Fulacht fia, Garryadeen, Co. Cork
Co. Cork |
Settlement Sites
Some archaeological sites announce themselves with standing stones or earthworks you can walk around and photograph.
This one in Garryadeen, in mid Cork, leaves no mark on the surface whatsoever. Its existence is known only because a drainage channel was being dug and burnt material came up with the spoil. Without that accidental cut through the ground, there would be nothing to suggest that anything had ever happened here.

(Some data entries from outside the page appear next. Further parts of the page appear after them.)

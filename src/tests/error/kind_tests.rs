//! Tests for error classification.

use std::io;

use crate::{ConfigError, ErrorKind};

#[test]
fn kinds_group_variants() {
    assert_eq!(
        ConfigError::MissingAlias("x".into()).kind(),
        ErrorKind::MalformedArgument
    );
    assert_eq!(
        ConfigError::InvalidPlugin("x".into()).kind(),
        ErrorKind::MalformedArgument
    );
    assert_eq!(
        ConfigError::WorkingDir(io::Error::other("gone")).kind(),
        ErrorKind::UrlResolution
    );
    assert_eq!(
        ConfigError::ExecPipeWithoutPostExec.kind(),
        ErrorKind::Validation
    );
    assert_eq!(
        ConfigError::Read(io::Error::other("truncated")).kind(),
        ErrorKind::Decode
    );
}

#[test]
fn template_args_take_the_inner_kind() {
    let inner = ConfigError::Filesystem {
        op: "stat",
        path: "tpl".into(),
        source: io::Error::new(io::ErrorKind::PermissionDenied, "denied"),
    };
    let err = ConfigError::TemplateArgs {
        args: vec!["tpl".into()],
        source: Box::new(inner),
    };
    assert_eq!(err.kind(), ErrorKind::Filesystem);
    assert_eq!(
        err.to_string(),
        "failed to parse template args for [\"tpl\"]: failed to stat \"tpl\": denied"
    );
}

#[test]
fn kind_display() {
    assert_eq!(ErrorKind::UrlResolution.to_string(), "UrlResolution");
    assert_eq!(ErrorKind::Validation.to_string(), "Validation");
}

#[cfg(feature = "miette")]
#[test]
fn diagnostic_carries_kind_and_help() {
    use crate::ConfigDiagnostic;

    let diag = ConfigDiagnostic::from(ConfigError::ExecPipeWithoutPostExec);
    assert_eq!(
        diag.message,
        "[Validation] execPipe may only be used with a postExec command"
    );
    assert!(diag.help.is_some());
}
//! Cross-field validation.

use tracing::debug;

use super::Config;
use crate::error::{ConfigError, Result};

/// Zero values count as "unset" for merging and validation.
pub(crate) trait IsZero {
    fn is_zero(&self) -> bool;
}

impl IsZero for String {
    fn is_zero(&self) -> bool {
        self.is_empty()
    }
}

impl IsZero for Vec<String> {
    fn is_zero(&self) -> bool {
        self.is_empty()
    }
}

impl IsZero for bool {
    fn is_zero(&self) -> bool {
        !*self
    }
}

/// Fail if more than one of `options` is set, naming the first two.
fn not_together(options: &[(&'static str, bool)]) -> Result<()> {
    let mut found: Option<&'static str> = None;
    for &(name, is_set) in options {
        if !is_set {
            continue;
        }
        if let Some(first) = found {
            return Err(ConfigError::NotTogether {
                first,
                second: name,
            });
        }
        found = Some(name);
    }
    Ok(())
}

/// Fail if `left` is set without `right`. The reverse is allowed.
fn must_together(
    (left, l_set): (&'static str, bool),
    (right, r_set): (&'static str, bool),
) -> Result<()> {
    if l_set && !r_set {
        return Err(ConfigError::MustTogether { left, right });
    }
    Ok(())
}

impl Config {
    /// Check the cross-field rules, returning the first violation.
    pub fn validate(&self) -> Result<()> {
        self.check().inspect_err(|e| debug!(error = %e, "configuration rejected"))
    }

    fn check(&self) -> Result<()> {
        let input = !self.input.is_zero();
        let input_files = !self.input_files.is_zero();
        let input_dir = !self.input_dir.is_zero();
        let output_files = !self.output_files.is_zero();
        let output_dir = !self.output_dir.is_zero();
        let output_map = !self.output_map.is_zero();
        let exec_pipe = !self.exec_pipe.is_zero();

        not_together(&[
            ("in", input),
            ("inputFiles", input_files),
            ("inputDir", input_dir),
        ])?;
        not_together(&[
            ("outputFiles", output_files),
            ("outputDir", output_dir),
            ("outputMap", output_map),
        ])?;
        not_together(&[
            ("outputDir", output_dir),
            ("outputMap", output_map),
            ("execPipe", exec_pipe),
        ])?;

        must_together(("outputDir", output_dir), ("inputDir", input_dir))?;
        must_together(("outputMap", output_map), ("inputDir", input_dir))?;

        let mut inputs = self.input_files.len();
        if inputs == 0 && !self.input.is_empty() {
            inputs = 1;
        }
        let outputs = self.output_files.len();
        if inputs != outputs && !self.exec_pipe {
            return Err(ConfigError::OutputCountMismatch { outputs, inputs });
        }

        if self.exec_pipe && self.post_exec.is_empty() {
            return Err(ConfigError::ExecPipeWithoutPostExec);
        }

        let stdout_only = self.output_files.is_empty() || self.output_files == ["-"];
        if self.exec_pipe && !stdout_only {
            return Err(ConfigError::ExecPipeWithOutputFiles);
        }

        Ok(())
    }
}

What was disturbed is believed to be a fulacht fia, a type of site found in great numbers across Ireland, typically dating to the Bronze Age. The basic form is a horseshoe-shaped mound of fire-cracked stones, usually positioned near a water source, surrounding a trough that would have been filled with water and heated by dropping stones from a fire into it. The exact purposes of these sites have been debated at length, with cooking, brewing, and bathing all proposed, though no single explanation has settled the argument. In Garryadeen, the burnt material recovered during drainage work fits the general profile, and a second possible example of the same site type has been noted roughly twenty metres to the north-east, suggesting that whatever activity took place here may have been repeated or continued over time.
The site itself carries no visible trace above ground today, which means there is effectively nothing to see at the location. Its interest lies less in what can be observed and more in what it represents: the kind of archaeology that only surfaces by accident, through a spade going in at the right angle on the right day, and that would otherwise remain entirely invisible beneath ordinary farmland.